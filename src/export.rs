//! Export walker.
//!
//! Enumerates the backend's schema catalog and table contents, excluding
//! reserved tables and anything outside the caller's table filter, and
//! produces either a flat SQL dump or a structured [`Document`]. Also
//! builds the statement list for a wipe.

use crate::compiler::{Statement, compile};
use crate::document::{Data, Document, Row, Scalar, Structure};
use crate::engine::{BackendRow, ExecutionBackend};
use crate::error::{BackendError, PorterError, PorterResult};
use crate::escape::{escape_identifier, is_reserved_table, literal};
use crate::porter::Options;
use crate::tokenizer::{normalize_whitespace, table_definition};

/// Result of a SQL-mode export.
#[derive(Debug, Clone, PartialEq, Eq)]
pub struct SqlExport {
    pub sql: String,
    /// Number of statements in the dump.
    pub count: usize,
}

/// Result of a JSON-mode export.
#[derive(Debug, Clone, PartialEq)]
pub struct JsonExport {
    pub document: Document,
    /// Number of statements the document would compile to.
    pub count: usize,
}

const CATALOG_SQL: &str = "SELECT type, name, tbl_name, sql FROM sqlite_master";

struct CatalogEntry {
    kind: String,
    name: String,
    tbl_name: String,
    sql: String,
}

impl CatalogEntry {
    fn is_table(&self) -> bool {
        self.kind == "table"
    }

    /// The table this object belongs to (itself, for tables).
    fn owner(&self) -> &str {
        if self.is_table() { &self.name } else { &self.tbl_name }
    }
}

pub(crate) async fn walk_sql<B: ExecutionBackend>(
    backend: &mut B,
    opts: &Options,
) -> PorterResult<SqlExport> {
    let catalog = read_catalog(backend).await?;
    let mut statements: Vec<Statement> = Vec::new();

    let tables: Vec<&CatalogEntry> = qualifying_tables(&catalog, opts);

    if !opts.data_only {
        for entry in &tables {
            statements.push(Statement(format!(
                "DROP TABLE IF EXISTS {}",
                escape_identifier(&entry.name)
            )));
            statements.push(Statement(normalize_whitespace(&entry.sql)));
        }
        for entry in other_entries(&catalog, opts) {
            statements.push(Statement(normalize_whitespace(&entry.sql)));
        }
    }

    if !opts.structure_only {
        for entry in &tables {
            let target = escape_identifier(&entry.name);
            let select = format!("SELECT * FROM {}", target);
            let rows = backend
                .query(&select)
                .await
                .map_err(|e| query_error(&select, e))?;
            for row in &rows {
                let cols = row
                    .keys()
                    .map(|c| escape_identifier(c))
                    .collect::<Vec<_>>()
                    .join(",");
                let values = row
                    .values()
                    .map(|v| literal(Some(&scalar_of(v))))
                    .collect::<Vec<_>>()
                    .join(",");
                statements.push(Statement(format!(
                    "INSERT OR REPLACE INTO {}({}) VALUES({})",
                    target, cols, values
                )));
            }
        }
    }

    let count = statements.len();
    let mut sql = format!(
        "-- sqlporter dump\n-- exported {}\n",
        chrono::Utc::now().to_rfc3339()
    );
    for stmt in &statements {
        sql.push_str(stmt.as_str());
        sql.push_str(";\n");
    }
    Ok(SqlExport { sql, count })
}

pub(crate) async fn walk_json<B: ExecutionBackend>(
    backend: &mut B,
    opts: &Options,
) -> PorterResult<JsonExport> {
    let catalog = read_catalog(backend).await?;
    let tables: Vec<&CatalogEntry> = qualifying_tables(&catalog, opts);

    let mut structure = Structure::default();
    if !opts.data_only {
        for entry in &tables {
            // The stored CREATE TABLE text, minus its prefix, is the
            // column clause the document carries.
            if let Some((name, clause)) = table_definition(&normalize_whitespace(&entry.sql)) {
                structure.tables.insert(name, clause);
            }
        }
        for entry in other_entries(&catalog, opts) {
            structure.other_sql.push(normalize_whitespace(&entry.sql));
        }
    }

    let mut data = Data::default();
    if !opts.structure_only {
        for entry in &tables {
            let select = format!("SELECT * FROM {}", escape_identifier(&entry.name));
            let rows = backend
                .query(&select)
                .await
                .map_err(|e| query_error(&select, e))?;
            data.inserts
                .insert(entry.name.clone(), rows.iter().map(recover_row).collect());
        }
    }

    let document = Document {
        structure: (!structure.tables.is_empty() || !structure.other_sql.is_empty())
            .then_some(structure),
        data: (!data.inserts.is_empty()).then_some(data),
    };
    let count = compile(&document, opts).total();
    Ok(JsonExport { document, count })
}

/// Build DROP statements for every non-reserved catalog object passing the
/// filter: tables, indexes, triggers and views.
pub(crate) async fn wipe_statements<B: ExecutionBackend>(
    backend: &mut B,
    opts: &Options,
) -> PorterResult<Vec<Statement>> {
    let catalog = read_catalog(backend).await?;
    let mut statements = Vec::new();
    for entry in &catalog {
        let keyword = match entry.kind.as_str() {
            "table" => "TABLE",
            "index" => "INDEX",
            "trigger" => "TRIGGER",
            "view" => "VIEW",
            _ => continue,
        };
        if is_reserved_table(&entry.name)
            || is_reserved_table(entry.owner())
            || !opts.table_allowed(entry.owner())
        {
            continue;
        }
        statements.push(Statement(format!(
            "DROP {} IF EXISTS {}",
            keyword,
            escape_identifier(&entry.name)
        )));
    }
    Ok(statements)
}

async fn read_catalog<B: ExecutionBackend>(backend: &mut B) -> PorterResult<Vec<CatalogEntry>> {
    let rows = backend
        .query(CATALOG_SQL)
        .await
        .map_err(|e| query_error(CATALOG_SQL, e))?;
    Ok(rows
        .iter()
        .map(|row| CatalogEntry {
            kind: text(row, "type"),
            name: text(row, "name"),
            tbl_name: text(row, "tbl_name"),
            sql: text(row, "sql"),
        })
        .collect())
}

fn qualifying_tables<'a>(catalog: &'a [CatalogEntry], opts: &Options) -> Vec<&'a CatalogEntry> {
    catalog
        .iter()
        .filter(|e| e.is_table() && !is_reserved_table(&e.name) && opts.table_allowed(&e.name))
        .collect()
}

fn other_entries<'a>(
    catalog: &'a [CatalogEntry],
    opts: &'a Options,
) -> impl Iterator<Item = &'a CatalogEntry> {
    catalog.iter().filter(|e| {
        !e.is_table()
            && !e.sql.is_empty()
            && !is_reserved_table(e.owner())
            && opts.table_allowed(e.owner())
    })
}

fn text(row: &BackendRow, key: &str) -> String {
    match row.get(key) {
        Some(serde_json::Value::String(s)) => s.clone(),
        Some(serde_json::Value::Null) | None => String::new(),
        Some(other) => other.to_string(),
    }
}

fn scalar_of(value: &serde_json::Value) -> Scalar {
    match value {
        serde_json::Value::Null => Scalar::Null,
        serde_json::Value::Bool(b) => Scalar::Bool(*b),
        serde_json::Value::Number(n) => Scalar::Number(n.clone()),
        serde_json::Value::String(s) => Scalar::String(s.clone()),
        other => Scalar::String(other.to_string()),
    }
}

/// Recover the caller's intended types from stored text: `"true"` and
/// `"false"` become booleans, `"null"` becomes JSON null, and a literal
/// `"undefined"` means the field is omitted from the row object.
fn recover_row(row: &BackendRow) -> Row {
    let mut out = Row::new();
    for (col, value) in row {
        if let Some(scalar) = typed_recovery(value) {
            out.insert(col.clone(), scalar);
        }
    }
    out
}

fn typed_recovery(value: &serde_json::Value) -> Option<Scalar> {
    match value {
        serde_json::Value::String(s) => match s.as_str() {
            "true" => Some(Scalar::Bool(true)),
            "false" => Some(Scalar::Bool(false)),
            "null" => Some(Scalar::Null),
            "undefined" => None,
            _ => Some(Scalar::String(s.clone())),
        },
        other => Some(scalar_of(other)),
    }
}

fn query_error(statement: &str, e: BackendError) -> PorterError {
    PorterError::Execution {
        statement: statement.to_string(),
        detail: e.0,
        executed: 0,
    }
}
//! Minimal structured logging.
//!
//! One line per event on stderr, filtered by a process-global level. The
//! server, connection handler, static file server and WebSocket workers log
//! through the `log_*!` macros; applications may use them too.
//!
//! ```
//! use skiff_core::logging::{self, LogConfig, LogLevel};
//!
//! logging::init(LogConfig::new().level(LogLevel::Debug));
//! skiff_core::log_info!("listening on port {}", 8080);
//! ```

use std::fmt;
use std::sync::atomic::{AtomicBool, AtomicU8, Ordering};
use std::time::{SystemTime, UNIX_EPOCH};

/// Log severity.
#[derive(Debug, Clone, Copy, PartialEq, Eq, PartialOrd, Ord)]
#[repr(u8)]
pub enum LogLevel {
    /// Most verbose.
    Trace = 0,
    /// Diagnostic detail.
    Debug = 1,
    /// Normal operation (default minimum).
    Info = 2,
    /// Unexpected but recoverable.
    Warn = 3,
    /// A failure that affected a connection or request.
    Error = 4,
}

impl LogLevel {
    /// Uppercase fixed-width tag for line output.
    #[must_use]
    pub const fn tag(self) -> &'static str {
        match self {
            Self::Trace => "TRACE",
            Self::Debug => "DEBUG",
            Self::Info => "INFO ",
            Self::Warn => "WARN ",
            Self::Error => "ERROR",
        }
    }
}

/// Logger configuration.
#[derive(Debug, Clone, Copy)]
pub struct LogConfig {
    /// Minimum level that gets emitted.
    pub level: LogLevel,
    /// Whether to include the module path of the call site.
    pub include_target: bool,
}

impl Default for LogConfig {
    fn default() -> Self {
        Self {
            level: LogLevel::Info,
            include_target: true,
        }
    }
}

impl LogConfig {
    /// Default configuration: `Info` level, targets shown.
    #[must_use]
    pub fn new() -> Self {
        Self::default()
    }

    /// Set the minimum level.
    #[must_use]
    pub fn level(mut self, level: LogLevel) -> Self {
        self.level = level;
        self
    }

    /// Toggle call-site module paths in output.
    #[must_use]
    pub fn include_target(mut self, include: bool) -> Self {
        self.include_target = include;
        self
    }
}

static MIN_LEVEL: AtomicU8 = AtomicU8::new(LogLevel::Info as u8);
static INCLUDE_TARGET: AtomicBool = AtomicBool::new(true);

/// Apply a configuration. May be called at any time; takes effect for all
/// subsequent log calls.
pub fn init(config: LogConfig) {
    MIN_LEVEL.store(config.level as u8, Ordering::Relaxed);
    INCLUDE_TARGET.store(config.include_target, Ordering::Relaxed);
}

/// Whether a level would currently be emitted.
#[must_use]
pub fn enabled(level: LogLevel) -> bool {
    level as u8 >= MIN_LEVEL.load(Ordering::Relaxed)
}

/// Emit one log line. Prefer the `log_*!` macros, which capture the call
/// site's module path.
pub fn write(level: LogLevel, target: &str, args: fmt::Arguments<'_>) {
    if !enabled(level) {
        return;
    }
    let now = SystemTime::now()
        .duration_since(UNIX_EPOCH)
        .unwrap_or_default();
    if INCLUDE_TARGET.load(Ordering::Relaxed) {
        eprintln!(
            "{}.{:03} {} {}: {}",
            now.as_secs(),
            now.subsec_millis(),
            level.tag(),
            target,
            args
        );
    } else {
        eprintln!(
            "{}.{:03} {} {}",
            now.as_secs(),
            now.subsec_millis(),
            level.tag(),
            args
        );
    }
}

/// Log at `Error` level.
#[macro_export]
macro_rules! log_error {
    ($($arg:tt)*) => {
        $crate::logging::write($crate::logging::LogLevel::Error, module_path!(), format_args!($($arg)*))
    };
}

/// Log at `Warn` level.
#[macro_export]
macro_rules! log_warn {
    ($($arg:tt)*) => {
        $crate::logging::write($crate::logging::LogLevel::Warn, module_path!(), format_args!($($arg)*))
    };
}

/// Log at `Info` level.
#[macro_export]
macro_rules! log_info {
    ($($arg:tt)*) => {
        $crate::logging::write($crate::logging::LogLevel::Info, module_path!(), format_args!($($arg)*))
    };
}

/// Log at `Debug` level.
#[macro_export]
macro_rules! log_debug {
    ($($arg:tt)*) => {
        $crate::logging::write($crate::logging::LogLevel::Debug, module_path!(), format_args!($($arg)*))
    };
}
//! Static file server with directory listings.
//!
//! Serves the current directory under `/files` and falls back to a small
//! landing page. Paths that try to escape the mount root get a 403.
//!
//! ```bash
//! cargo run --example file_server
//! curl http://localhost:8080/files/
//! ```

use skiff::{App, Response};

fn main() {
    skiff::logging::init(skiff::LogConfig::new());

    let mut app = App::new(8080);
    app.get("/", |_ctx| {
        Response::html("<h1>file server</h1><p>browse <a href=\"/files\">/files</a></p>")
    });
    app.use_static("/files", ".", true);

    if let Err(e) = app.run() {
        eprintln!("server failed to start: {e}");
        std::process::exit(1);
    }
}
//! Fixed-size worker pool consuming accepted sockets.
//!
//! The accept loop pushes sockets onto a FIFO queue guarded by a mutex; a
//! condition variable wakes one worker per enqueue. Workers pop under the
//! lock and run the connection handler outside it. A panicking handler is
//! caught and discarded — it must never take the worker down with it.

use parking_lot::{Condvar, Mutex};
use skiff_core::log_error;
use std::collections::VecDeque;
use std::net::TcpStream;
use std::panic::{catch_unwind, AssertUnwindSafe};
use std::sync::atomic::{AtomicBool, Ordering};
use std::sync::Arc;
use std::thread::JoinHandle;

/// Default number of workers.
pub const DEFAULT_WORKERS: usize = 8;

/// The per-connection entry point run by workers.
pub type ConnectionFn = Arc<dyn Fn(TcpStream) + Send + Sync>;

struct PoolShared {
    queue: Mutex<VecDeque<TcpStream>>,
    ready: Condvar,
    shutdown: AtomicBool,
}

/// A fixed set of worker threads behind a shared queue.
pub struct WorkerPool {
    shared: Arc<PoolShared>,
    workers: Vec<JoinHandle<()>>,
}

impl WorkerPool {
    /// Spawn `size` workers (at least one) running `handler` for each
    /// dequeued socket.
    #[must_use]
    pub fn new(size: usize, handler: ConnectionFn) -> Self {
        let shared = Arc::new(PoolShared {
            queue: Mutex::new(VecDeque::new()),
            ready: Condvar::new(),
            shutdown: AtomicBool::new(false),
        });

        let workers = (0..size.max(1))
            .map(|index| {
                let shared = Arc::clone(&shared);
                let handler = Arc::clone(&handler);
                std::thread::Builder::new()
                    .name(format!("skiff-worker-{index}"))
                    .spawn(move || worker_loop(&shared, &handler))
                    .expect("failed to spawn worker thread")
            })
            .collect();

        Self { shared, workers }
    }

    /// Enqueue an accepted socket and wake one waiting worker.
    pub fn execute(&self, stream: TcpStream) {
        let mut queue = self.shared.queue.lock();
        queue.push_back(stream);
        self.shared.ready.notify_one();
    }

    /// Number of sockets waiting in the queue.
    #[must_use]
    pub fn queued(&self) -> usize {
        self.shared.queue.lock().len()
    }

    /// Stop accepting work and join the workers. Sockets already queued are
    /// drained first.
    pub fn shutdown(mut self) {
        self.shared.shutdown.store(true, Ordering::Release);
        self.shared.ready.notify_all();
        for worker in self.workers.drain(..) {
            let _ = worker.join();
        }
    }
}

fn worker_loop(shared: &PoolShared, handler: &ConnectionFn) {
    loop {
        let stream = {
            let mut queue = shared.queue.lock();
            loop {
                if let Some(stream) = queue.pop_front() {
                    break stream;
                }
                if shared.shutdown.load(Ordering::Acquire) {
                    return;
                }
                shared.ready.wait(&mut queue);
            }
        };

        // The lock is released here; the handler may block for the whole
        // life of the connection.
        if catch_unwind(AssertUnwindSafe(|| handler(stream))).is_err() {
            log_error!("connection handler panicked; worker continues");
        }
    }
}
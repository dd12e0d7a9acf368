//! skiff — a small, self-contained HTTP/1.1 application server with
//! integrated WebSocket support.
//!
//! skiff serves HTTP with blocking I/O on a fixed worker pool: requests are
//! parsed off the wire, dispatched to handlers registered by method and
//! `:param` path pattern, and static files are served from mounted
//! directories as a fallback. Eligible requests are upgraded to RFC 6455
//! WebSockets, after which the socket belongs to a dedicated worker.
//!
//! # Quick start
//!
//! ```no_run
//! use skiff::{App, Response, WebSocketHandlers};
//!
//! let mut app = App::new(8080);
//! app.get("/", |_ctx| Response::html("<h1>hello</h1>"));
//! app.get("/users/:id", |ctx| {
//!     Response::text(format!("user {}", ctx.param("id").unwrap()))
//! });
//! app.websocket(
//!     "/echo",
//!     WebSocketHandlers::new().on_message(|conn, text| conn.send_text(text)),
//! );
//! app.use_static("/assets", "./public", false);
//! app.run().unwrap();
//! ```
//!
//! # Crate structure
//!
//! - [`skiff_core`] — requests, responses, routing, static mounts, logging
//! - [`skiff_http`] — parser, writer, frame codec, worker pool, the `App`
//!
//! Handlers may capture shared state, but skiff never serializes handler
//! invocation: wrap anything mutable in your own lock.

#![forbid(unsafe_code)]

pub use skiff_core as core;
pub use skiff_http as http;

pub use skiff_core::{
    logging, mime_type_for_extension, ContentKind, Headers, LogConfig, LogLevel, Method,
    MountTable, PatternError, Request, RequestContext, Response, RoutePattern, RouteTable,
    StatusCode,
};
pub use skiff_core::{log_debug, log_error, log_info, log_warn};
pub use skiff_http::{
    App, Frame, FrameError, Handler, Opcode, ServerConfig, WebSocketConnection,
    WebSocketHandlers,
};
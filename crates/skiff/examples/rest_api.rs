//! In-memory REST API.
//!
//! Handlers run concurrently on the worker pool, so the shared store lives
//! behind a lock owned by the application — skiff does not serialize
//! handler invocation.
//!
//! ```bash
//! cargo run --example rest_api
//! curl -X POST -d 'ada' http://localhost:8080/users
//! curl http://localhost:8080/users/1
//! ```

use parking_lot::Mutex;
use serde::Serialize;
use skiff::{App, Response, StatusCode};
use std::sync::Arc;

#[derive(Debug, Clone, Serialize)]
struct User {
    id: u64,
    name: String,
}

#[derive(Default)]
struct Store {
    next_id: u64,
    users: Vec<User>,
}

fn main() {
    skiff::logging::init(skiff::LogConfig::new());

    let store = Arc::new(Mutex::new(Store::default()));
    let mut app = App::new(8080);

    {
        let store = Arc::clone(&store);
        app.get("/users", move |_ctx| {
            let store = store.lock();
            Response::json(serde_json::to_string(&store.users).unwrap_or_default())
        });
    }

    {
        let store = Arc::clone(&store);
        app.post("/users", move |ctx| {
            let name = ctx.body.trim();
            if name.is_empty() {
                return Response::json(r#"{"error":"empty name"}"#)
                    .status(StatusCode::BAD_REQUEST);
            }
            let mut store = store.lock();
            store.next_id += 1;
            let user = User {
                id: store.next_id,
                name: name.to_string(),
            };
            store.users.push(user.clone());
            Response::json(serde_json::to_string(&user).unwrap_or_default())
                .status(StatusCode::CREATED)
        });
    }

    {
        let store = Arc::clone(&store);
        app.get("/users/:id", move |ctx| {
            let id: u64 = match ctx.param("id").and_then(|v| v.parse().ok()) {
                Some(id) => id,
                None => {
                    return Response::json(r#"{"error":"bad id"}"#)
                        .status(StatusCode::BAD_REQUEST)
                }
            };
            let store = store.lock();
            match store.users.iter().find(|u| u.id == id) {
                Some(user) => {
                    Response::json(serde_json::to_string(user).unwrap_or_default())
                }
                None => Response::json(r#"{"error":"no such user"}"#)
                    .status(StatusCode::NOT_FOUND),
            }
        });
    }

    {
        let store = Arc::clone(&store);
        app.delete("/users/:id", move |ctx| {
            let id: Option<u64> = ctx.param("id").and_then(|v| v.parse().ok());
            let mut store = store.lock();
            let before = store.users.len();
            if let Some(id) = id {
                store.users.retain(|u| u.id != id);
            }
            if store.users.len() < before {
                Response::text("").status(StatusCode::NO_CONTENT)
            } else {
                Response::json(r#"{"error":"no such user"}"#).status(StatusCode::NOT_FOUND)
            }
        });
    }

    if let Err(e) = app.run() {
        eprintln!("server failed to start: {e}");
        std::process::exit(1);
    }
}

__WORK TASK__.
Search the entries for the word "WebSocketHandlers". Copy each line where it appears.

__YOUR RESPONSE__.
//! use skiff::{App, Response, WebSocketHandlers};
//!     WebSocketHandlers::new().on_message(|conn, text| conn.send_text(text)),
    WebSocketHandlers,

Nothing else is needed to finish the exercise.